Domínguez Michael sobre Pavese
1.07.2009Al buscar la reseña de Rafael Lemus sobre mi novela, pasé un minuto por el blog de Christopher Domínguez Michael -que hacía meses no revisaba- y me encuentro con este elogio a El oficio de vivir de Césare Pavese, uno de los libros fundamentales para mi vida como lo comenté antes. Al igual que Alejandro Zambra, quien tiene un recuerdo ingrato de ese libro estupendo, el crítico mexicano lo recordaba como un libro plañidero y adolescente. Pero luego de su relectura se encontró con un libro distinto:
Yo también hablo de Pavese. Releí El oficio de vivir (1954), que según mi muy errático recuerdo conocía yo bien por haberlo estrujado y subrayado durante algunos meses de la temprana juventud. En realidad, comprobé, no recordaba casi nada y, peor aún, lo tenía confundido, en un estante desvencijado de la biblioteca de la memoria, con las Cartas a Theo, de Vincent van Gogh y el Diario de un seductor de Soren Kierkegaard, leídos en aquel ánimo. Sólo la conocida frase final, como me di cuenta el otro día al verla citada en Reforma por Juan Villoro, la tenía grabadísima: “Todo esto da asco. No palabras. Un gesto. No escribiré más.” Había olvidado, o quisiera pensar que lo almacené como un recuerdo nutricio, que El oficio de vivir es, pese al título, a la postre un tanto plañidero, un verdadero diario literario. Más que vivir, el oficio de Cesare Pavese (1908–1950) era, por fortuna, leer. Dado su suicidio, si es que eso puede decirse, su oficio de vivir no le resultó el suficiente para sobrevivir. El oficio de vivir (traducido al español en fecha tardía, en 1979, por Esther Benítez, que tradujo todo Pavese) tiene poco que ver con el testimonio, manipulado por mi recuerdo, de un poeta maldito, de un conquistador empedernido o de un gigoló que se mata en un acto de supremo fastidio romántico, aunque algo haya en su vida de todo ello. Nunca se sabe porque se mata la gente. El riesgo póstumo tomado por un poeta que se suicida, si acaso, estaba contemplado por el propio Pavese en la entrada de El oficio de vivir del 26 de abril de 1936: “No existe la tempestad sufrida locamente y luego la liberación a través de la obra, so pena de suicidio. Tan verdad es, que los artistas que verdaderamente se han matado por sus casos trágicos son de ordinario cantores ligeros, diletantes de sensaciones, que a nada aludieron en sus cancioneros del profundo cáncer que los devoraba. De lo que se aprende que el único modo de salvarse del abismo es mirarlo y medirlo y sondarlo y bajar a él.”
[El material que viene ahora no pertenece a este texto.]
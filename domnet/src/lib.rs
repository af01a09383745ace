// Include handlers module directly from handlers.rs
#[path = "handlers.rs"]
pub mod handlers;

pub use handlers::{BuildConfig, build_network, expand_path, format_similarity, write_outputs};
Eso sí, Christopher Domínguez Michael no deja de subrayar que la misoginia de Pavese resulta ahora no solo políticamente incorrecta sino desfasada:
De El oficio de vivir lo más envejecido, quizá, es la misoginia de Pavese. Dice cosas sublimes en ese alcurnioso género que es la máxima escrita por los varones sobre las mujeres, ingeniándoselas para hacer leña del árbol caído de Eva, como decía Jardiel Poncela. Acierta, por ejemplo, al hablar de que para las grandes escritoras no existe la historia porque Safo, la señora Murasaki o Madame Lafayette, se leen como si fueran contemporáneas entre sí. Dice, también, “de joven nos dolemos de una mujer; ya maduros, de la mujer.” Pero escribe otras cosas que, para el criterio del joven siglo XXI, incluso si quien cree ejercerlo se tiene por persona no del todo políticamente correcta, son un tanto vulgares, a medio camino entre la invectiva y el chiste verde, que acaban exponiendo a Pavese como un hombre resentido, un tanto amargado y, que, además, muestra poca experiencia con las mujeres. Pavese es mal psicólogo y quizá por eso se mató. De Stendhal, a quien compara, en un juicio muy extraño para nosotros, con Hemingway, tomó las lecciones equivocadas.